La musique à portée des enfants en situation de handicap : création musicale aux Primevères

 

Laurent Latona a mené cette action de création, il n’a pas rédigé ce billet, mais avec Quentin, le Cefedem lui rend hommage à travers cet écrit. 

Préambule

Après quelques recherches d'un lieu où mener notre action EAMC, nous avions décidé avec Laurent de collaborer avec la Maison de Convalescence Le Val Rosay située à Saint Didier-au-Mont-d’Or. Des discussions s'étaient engagées avec des kinésithérapeutes et leur responsable, afin de leur expliquer d’une part les enjeux d’une action de médiation culturelle en tant qu’artiste enseignant, puis d’autre part ce que nous voulions leur proposer, et réfléchir sur la manière de co-construire notre action. Mais, à la suite de problèmes de communication durant l'été, par mail notamment, la responsable a finalement mis un terme à notre possible collaboration.

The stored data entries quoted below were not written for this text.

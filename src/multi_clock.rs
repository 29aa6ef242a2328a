//! Board-indexed view over a clock device
//!
//! [`MultiUsrpClock`] turns the per-board subtrees under `/mboards` into a
//! small API keyed by board index. Every call resolves its path against the
//! live tree; nothing is cached, so the board count and readings may change
//! between calls if the device's tree changes underneath.
//!
//! No bounds or existence checks are made here. An out-of-range board or a
//! missing sensor surfaces as whatever error the tree returns (normally
//! [`ClockError::PathNotFound`](crate::ClockError::PathNotFound)).
//!
//! No locking is added either: a [`MultiUsrpClock`] shared between threads
//! inherits exactly the thread-safety (or lack of it) of the underlying
//! [`PropertyTree`] implementation.

use std::sync::Arc;

use tracing::debug;

use crate::device::{Device, DeviceKind, DeviceRegistry};
use crate::device_addr::DeviceAddr;
use crate::error::{ClockError, Result};
use crate::property_tree::{PropertyTree, join};
use crate::sensor::SensorValue;

/// Root of the per-board subtrees
pub const MBOARDS_PATH: &str = "/mboards";

/// Sensor reported in the status summary
pub const REF_SENSOR: &str = "using_ref";

/// Clock device handle with per-board accessors
#[derive(Debug, Clone)]
pub struct MultiUsrpClock {
    dev: Arc<dyn Device>,
    tree: Arc<dyn PropertyTree>,
}

impl MultiUsrpClock {
    /// Open a clock device through the default backends
    pub fn make(addr: &DeviceAddr) -> Result<Self> {
        Self::make_with(&DeviceRegistry::default(), addr)
    }

    /// Open a clock device through `registry`
    pub fn make_with(registry: &DeviceRegistry, addr: &DeviceAddr) -> Result<Self> {
        debug!("MultiUsrpClock::make with args {}", addr.to_pp_string());
        let dev = registry.make(addr, DeviceKind::Clock)?;
        Ok(Self::from_device(dev))
    }

    /// Wrap an already opened device
    pub fn from_device(dev: Arc<dyn Device>) -> Self {
        let tree = dev.get_tree();
        Self { dev, tree }
    }

    /// Underlying device, for lower-level access
    pub fn get_device(&self) -> Arc<dyn Device> {
        Arc::clone(&self.dev)
    }

    /// Property tree the accessors read from
    pub fn get_tree(&self) -> Arc<dyn PropertyTree> {
        Arc::clone(&self.tree)
    }

    /// Multi-line summary naming each board and its reference sensor
    ///
    /// Fails as a whole if any board lacks the `using_ref` sensor.
    pub fn get_pp_string(&self) -> Result<String> {
        let num_boards = self.get_num_boards();

        let mut buff = format!(
            "{} USRP Clock Device\n",
            if num_boards > 1 { "Multi" } else { "Single" }
        );
        for board in 0..num_boards {
            let sensor = self.get_sensor(REF_SENSOR, board)?;
            buff.push_str(&format!("  Board {}\n", board));
            buff.push_str(&format!("    Reference: {}\n", sensor.value));
        }

        Ok(buff)
    }

    /// Number of boards currently listed under `/mboards`
    pub fn get_num_boards(&self) -> usize {
        self.tree.list(MBOARDS_PATH).len()
    }

    /// Free-running time counter of `board`
    pub fn get_time(&self, board: usize) -> Result<u32> {
        self.tree
            .access::<u32>(join(&board_path(board), "time"))
            .get()
    }

    /// Current reading of sensor `name` on `board`
    ///
    /// An empty name never names a sensor and fails as not found. A name
    /// containing `/` is used as-is and addresses a node further down the
    /// sensor's subtree.
    pub fn get_sensor(&self, name: &str, board: usize) -> Result<SensorValue> {
        let path = join(&sensors_path(board), name);
        if name.trim_matches('/').is_empty() {
            return Err(ClockError::PathNotFound(path));
        }

        self.tree.access::<SensorValue>(path).get()
    }

    /// Sensor names on `board`, in tree order (not sorted)
    pub fn get_sensor_names(&self, board: usize) -> Vec<String> {
        self.tree.list(&sensors_path(board))
    }
}

fn board_path(board: usize) -> String {
    format!("{}/{}", MBOARDS_PATH, board)
}

fn sensors_path(board: usize) -> String {
    join(&board_path(board), "sensors")
}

Notre projet commençait à prendre du retard au fil des mois, lorsque nous nous sommes orientés vers les personnes en situation de handicap, moteur et/ou mental. Après prospection et une discussion avec notre formateur, nous avons contacté plusieurs établissements, en expliquant de nouveau les raisons nous motivant à collaborer avec eux sur une période donnée. C’est alors que l’établissement des Primevères, lié à l’association IRSAM, a accepté de nous recevoir pour faire davantage connaissance, et mettre en place notre action de médiation.

Les Primevères

Avant de vous présenter l’IRSAM et l’établissement des Primevères, précisons que nous avons réalisé notre action sur cinq séances d’une heure et demie, entre mai et juin 2018.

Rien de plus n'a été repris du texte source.